Each entry needs to be reproduced verbatim.

── Material for the task

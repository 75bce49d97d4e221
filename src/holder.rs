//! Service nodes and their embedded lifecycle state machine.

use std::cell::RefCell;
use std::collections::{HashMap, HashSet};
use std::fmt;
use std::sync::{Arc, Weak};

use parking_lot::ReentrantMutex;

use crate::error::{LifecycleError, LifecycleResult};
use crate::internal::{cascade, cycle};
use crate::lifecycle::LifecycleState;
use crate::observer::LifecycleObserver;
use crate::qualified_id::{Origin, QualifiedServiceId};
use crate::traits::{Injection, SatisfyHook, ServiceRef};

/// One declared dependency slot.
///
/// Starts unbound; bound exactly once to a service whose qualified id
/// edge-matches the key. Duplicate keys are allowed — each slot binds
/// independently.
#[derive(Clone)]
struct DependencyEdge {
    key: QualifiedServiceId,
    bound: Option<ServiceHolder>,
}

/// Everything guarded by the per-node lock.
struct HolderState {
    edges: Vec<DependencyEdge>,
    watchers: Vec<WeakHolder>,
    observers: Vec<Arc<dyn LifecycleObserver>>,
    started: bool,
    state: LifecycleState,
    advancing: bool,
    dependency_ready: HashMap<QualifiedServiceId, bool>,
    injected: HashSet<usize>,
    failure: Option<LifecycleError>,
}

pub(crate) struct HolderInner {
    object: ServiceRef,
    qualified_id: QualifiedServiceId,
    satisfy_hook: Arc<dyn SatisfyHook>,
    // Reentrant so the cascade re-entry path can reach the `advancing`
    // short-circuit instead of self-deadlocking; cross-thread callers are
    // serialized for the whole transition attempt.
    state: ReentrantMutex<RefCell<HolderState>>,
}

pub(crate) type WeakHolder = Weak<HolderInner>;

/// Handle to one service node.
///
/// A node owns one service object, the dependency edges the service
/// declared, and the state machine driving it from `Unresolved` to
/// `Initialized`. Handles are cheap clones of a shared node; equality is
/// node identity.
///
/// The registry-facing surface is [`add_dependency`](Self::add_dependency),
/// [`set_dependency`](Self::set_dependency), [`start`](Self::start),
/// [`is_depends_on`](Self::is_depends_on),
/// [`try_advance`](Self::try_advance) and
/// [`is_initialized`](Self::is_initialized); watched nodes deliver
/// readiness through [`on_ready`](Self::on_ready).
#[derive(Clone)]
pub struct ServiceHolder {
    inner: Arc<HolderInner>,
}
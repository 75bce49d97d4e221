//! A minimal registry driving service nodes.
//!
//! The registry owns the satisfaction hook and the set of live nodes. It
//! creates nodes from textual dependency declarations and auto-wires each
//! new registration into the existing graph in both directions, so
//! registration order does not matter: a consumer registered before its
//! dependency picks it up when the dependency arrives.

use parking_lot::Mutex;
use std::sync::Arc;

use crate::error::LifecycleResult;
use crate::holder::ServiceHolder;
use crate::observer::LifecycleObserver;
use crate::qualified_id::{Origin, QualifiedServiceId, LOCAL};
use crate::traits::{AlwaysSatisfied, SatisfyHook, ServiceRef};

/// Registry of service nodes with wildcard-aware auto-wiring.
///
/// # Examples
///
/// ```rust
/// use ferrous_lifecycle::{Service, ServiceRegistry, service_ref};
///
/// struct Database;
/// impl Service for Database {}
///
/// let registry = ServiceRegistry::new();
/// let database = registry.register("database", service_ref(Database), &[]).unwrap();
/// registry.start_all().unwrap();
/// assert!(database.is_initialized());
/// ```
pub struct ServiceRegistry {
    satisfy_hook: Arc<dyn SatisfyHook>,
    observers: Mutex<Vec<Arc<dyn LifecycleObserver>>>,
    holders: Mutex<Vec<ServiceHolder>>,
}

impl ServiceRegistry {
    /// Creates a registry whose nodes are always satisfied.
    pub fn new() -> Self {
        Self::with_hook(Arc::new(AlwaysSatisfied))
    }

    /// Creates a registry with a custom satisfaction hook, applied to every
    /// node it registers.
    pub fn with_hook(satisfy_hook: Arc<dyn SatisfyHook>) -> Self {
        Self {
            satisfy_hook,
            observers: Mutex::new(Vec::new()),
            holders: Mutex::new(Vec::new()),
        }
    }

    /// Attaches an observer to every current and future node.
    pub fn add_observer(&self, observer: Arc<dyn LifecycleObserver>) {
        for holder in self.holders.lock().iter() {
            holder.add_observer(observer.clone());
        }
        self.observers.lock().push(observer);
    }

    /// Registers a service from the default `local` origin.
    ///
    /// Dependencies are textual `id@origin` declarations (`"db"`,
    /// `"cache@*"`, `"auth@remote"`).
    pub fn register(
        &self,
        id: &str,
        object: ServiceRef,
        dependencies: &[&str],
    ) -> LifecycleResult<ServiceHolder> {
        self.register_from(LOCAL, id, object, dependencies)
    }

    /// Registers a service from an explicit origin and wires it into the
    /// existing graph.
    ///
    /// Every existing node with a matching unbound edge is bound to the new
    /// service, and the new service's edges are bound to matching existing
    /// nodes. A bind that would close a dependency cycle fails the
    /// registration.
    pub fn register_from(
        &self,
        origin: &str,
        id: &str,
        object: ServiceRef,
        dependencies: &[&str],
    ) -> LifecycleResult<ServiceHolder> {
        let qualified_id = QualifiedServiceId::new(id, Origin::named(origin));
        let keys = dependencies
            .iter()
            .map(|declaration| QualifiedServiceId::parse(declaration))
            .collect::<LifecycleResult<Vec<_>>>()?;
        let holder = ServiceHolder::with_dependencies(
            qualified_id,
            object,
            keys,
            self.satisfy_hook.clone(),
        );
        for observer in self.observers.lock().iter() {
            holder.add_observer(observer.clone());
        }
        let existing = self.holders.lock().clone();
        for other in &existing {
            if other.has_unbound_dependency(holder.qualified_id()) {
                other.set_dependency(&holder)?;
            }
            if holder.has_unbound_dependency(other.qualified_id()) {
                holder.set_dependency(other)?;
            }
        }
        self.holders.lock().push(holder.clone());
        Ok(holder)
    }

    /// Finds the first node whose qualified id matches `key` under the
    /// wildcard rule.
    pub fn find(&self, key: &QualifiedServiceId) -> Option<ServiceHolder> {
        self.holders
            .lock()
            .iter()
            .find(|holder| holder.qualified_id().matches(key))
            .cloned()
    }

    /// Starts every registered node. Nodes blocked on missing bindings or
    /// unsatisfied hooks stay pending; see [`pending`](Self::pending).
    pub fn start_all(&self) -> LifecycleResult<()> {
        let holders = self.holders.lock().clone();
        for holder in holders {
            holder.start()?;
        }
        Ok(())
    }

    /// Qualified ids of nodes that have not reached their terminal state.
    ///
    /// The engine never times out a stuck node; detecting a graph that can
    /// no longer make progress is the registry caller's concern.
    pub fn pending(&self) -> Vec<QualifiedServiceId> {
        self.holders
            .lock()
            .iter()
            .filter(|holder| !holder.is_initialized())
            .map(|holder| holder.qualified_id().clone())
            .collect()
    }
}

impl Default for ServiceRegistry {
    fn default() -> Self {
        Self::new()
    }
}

────

--- Answer below ---
repository 75bce49d97d4e221
filename src/holder.rs
//! Service nodes and their embedded lifecycle state machine.

use std::cell::RefCell;
use std::collections::{HashMap, HashSet};
use std::fmt;
use std::sync::{Arc, Weak};

use parking_lot::ReentrantMutex;

use crate::error::{LifecycleError, LifecycleResult};
use crate::internal::{cascade, cycle};
use crate::lifecycle::LifecycleState;
use crate::observer::LifecycleObserver;
use crate::qualified_id::{Origin, QualifiedServiceId};
use crate::traits::{Injection, SatisfyHook, ServiceRef};

/// One declared dependency slot.
///
/// Starts unbound; bound exactly once to a service whose qualified id
/// edge-matches the key. Duplicate keys are allowed — each slot binds
/// independently.
#[derive(Clone)]
struct DependencyEdge {
    key: QualifiedServiceId,
    bound: Option<ServiceHolder>,
}

/// Everything guarded by the per-node lock.
struct HolderState {
    edges: Vec<DependencyEdge>,
    watchers: Vec<WeakHolder>,
    observers: Vec<Arc<dyn LifecycleObserver>>,
    started: bool,
    state: LifecycleState,
    advancing: bool,
    dependency_ready: HashMap<QualifiedServiceId, bool>,
    injected: HashSet<usize>,
    failure: Option<LifecycleError>,
}

pub(crate) struct HolderInner {
    object: ServiceRef,
    qualified_id: QualifiedServiceId,
    satisfy_hook: Arc<dyn SatisfyHook>,
    // Reentrant so the cascade re-entry path can reach the `advancing`
    // short-circuit instead of self-deadlocking; cross-thread callers are
    // serialized for the whole transition attempt.
    state: ReentrantMutex<RefCell<HolderState>>,
}

pub(crate) type WeakHolder = Weak<HolderInner>;

/// Handle to one service node.
///
/// A node owns one service object, the dependency edges the service
/// declared, and the state machine driving it from `Unresolved` to
/// `Initialized`. Handles are cheap clones of a shared node; equality is
/// node identity.
///
/// The registry-facing surface is [`add_dependency`](Self::add_dependency),
/// [`set_dependency`](Self::set_dependency), [`start`](Self::start),
/// [`is_depends_on`](Self::is_depends_on),
/// [`try_advance`](Self::try_advance) and
/// [`is_initialized`](Self::is_initialized); watched nodes deliver
/// readiness through [`on_ready`](Self::on_ready).
#[derive(Clone)]
pub struct ServiceHolder {
    inner: Arc<HolderInner>,
}
repository 75bce49d97d4e221
//! A minimal registry driving service nodes.
//!
//! The registry owns the satisfaction hook and the set of live nodes. It
//! creates nodes from textual dependency declarations and auto-wires each
//! new registration into the existing graph in both directions, so
//! registration order does not matter: a consumer registered before its
//! dependency picks it up when the dependency arrives.

use parking_lot::Mutex;
use std::sync::Arc;

use crate::error::LifecycleResult;
use crate::holder::ServiceHolder;
use crate::observer::LifecycleObserver;
use crate::qualified_id::{Origin, QualifiedServiceId, LOCAL};
use crate::traits::{AlwaysSatisfied, SatisfyHook, ServiceRef};

/// Registry of service nodes with wildcard-aware auto-wiring.
///
/// # Examples
///
/// ```rust
/// use ferrous_lifecycle::{Service, ServiceRegistry, service_ref};
///
/// struct Database;
/// impl Service for Database {}
///
/// let registry = ServiceRegistry::new();
/// let database = registry.register("database", service_ref(Database), &[]).unwrap();
/// registry.start_all().unwrap();
/// assert!(database.is_initialized());
/// ```
pub struct ServiceRegistry {
    satisfy_hook: Arc<dyn SatisfyHook>,
    observers: Mutex<Vec<Arc<dyn LifecycleObserver>>>,
    holders: Mutex<Vec<ServiceHolder>>,
}

impl ServiceRegistry {
    /// Creates a registry whose nodes are always satisfied.
    pub fn new() -> Self {
        Self::with_hook(Arc::new(AlwaysSatisfied))
    }

    /// Creates a registry with a custom satisfaction hook, applied to every
    /// node it registers.
    pub fn with_hook(satisfy_hook: Arc<dyn SatisfyHook>) -> Self {
        Self {
            satisfy_hook,
            observers: Mutex::new(Vec::new()),
            holders: Mutex::new(Vec::new()),
        }
    }

    /// Attaches an observer to every current and future node.
    pub fn add_observer(&self, observer: Arc<dyn LifecycleObserver>) {
        for holder in self.holders.lock().iter() {
            holder.add_observer(observer.clone());
        }
        self.observers.lock().push(observer);
    }

    /// Registers a service from the default `local` origin.
    ///
    /// Dependencies are textual `id@origin` declarations (`"db"`,
    /// `"cache@*"`, `"auth@remote"`).
    pub fn register(
        &self,
        id: &str,
        object: ServiceRef,
        dependencies: &[&str],
    ) -> LifecycleResult<ServiceHolder> {
        self.register_from(LOCAL, id, object, dependencies)
    }

    /// Registers a service from an explicit origin and wires it into the
    /// existing graph.
    ///
    /// Every existing node with a matching unbound edge is bound to the new
    /// service, and the new service's edges are bound to matching existing
    /// nodes. A bind that would close a dependency cycle fails the
    /// registration.
    pub fn register_from(
        &self,
        origin: &str,
        id: &str,
        object: ServiceRef,
        dependencies: &[&str],
    ) -> LifecycleResult<ServiceHolder> {
        let qualified_id = QualifiedServiceId::new(id, Origin::named(origin));
        let keys = dependencies
            .iter()
            .map(|declaration| QualifiedServiceId::parse(declaration))
            .collect::<LifecycleResult<Vec<_>>>()?;
        let holder = ServiceHolder::with_dependencies(
            qualified_id,
            object,
            keys,
            self.satisfy_hook.clone(),
        );
        for observer in self.observers.lock().iter() {
            holder.add_observer(observer.clone());
        }
        let existing = self.holders.lock().clone();
        for other in &existing {
            if other.has_unbound_dependency(holder.qualified_id()) {
                other.set_dependency(&holder)?;
            }
            if holder.has_unbound_dependency(other.qualified_id()) {
                holder.set_dependency(other)?;
            }
        }
        self.holders.lock().push(holder.clone());
        Ok(holder)
    }

    /// Finds the first node whose qualified id matches `key` under the
    /// wildcard rule.
    pub fn find(&self, key: &QualifiedServiceId) -> Option<ServiceHolder> {
        self.holders
            .lock()
            .iter()
            .find(|holder| holder.qualified_id().matches(key))
            .cloned()
    }

    /// Starts every registered node. Nodes blocked on missing bindings or
    /// unsatisfied hooks stay pending; see [`pending`](Self::pending).
    pub fn start_all(&self) -> LifecycleResult<()> {
        let holders = self.holders.lock().clone();
        for holder in holders {
            holder.start()?;
        }
        Ok(())
    }

    /// Qualified ids of nodes that have not reached their terminal state.
    ///
    /// The engine never times out a stuck node; detecting a graph that can
    /// no longer make progress is the registry caller's concern.
    pub fn pending(&self) -> Vec<QualifiedServiceId> {
        self.holders
            .lock()
            .iter()
            .filter(|holder| !holder.is_initialized())
            .map(|holder| holder.qualified_id().clone())
            .collect()
    }
}

impl Default for ServiceRegistry {
    fn default() -> Self {
        Self::new()
    }
}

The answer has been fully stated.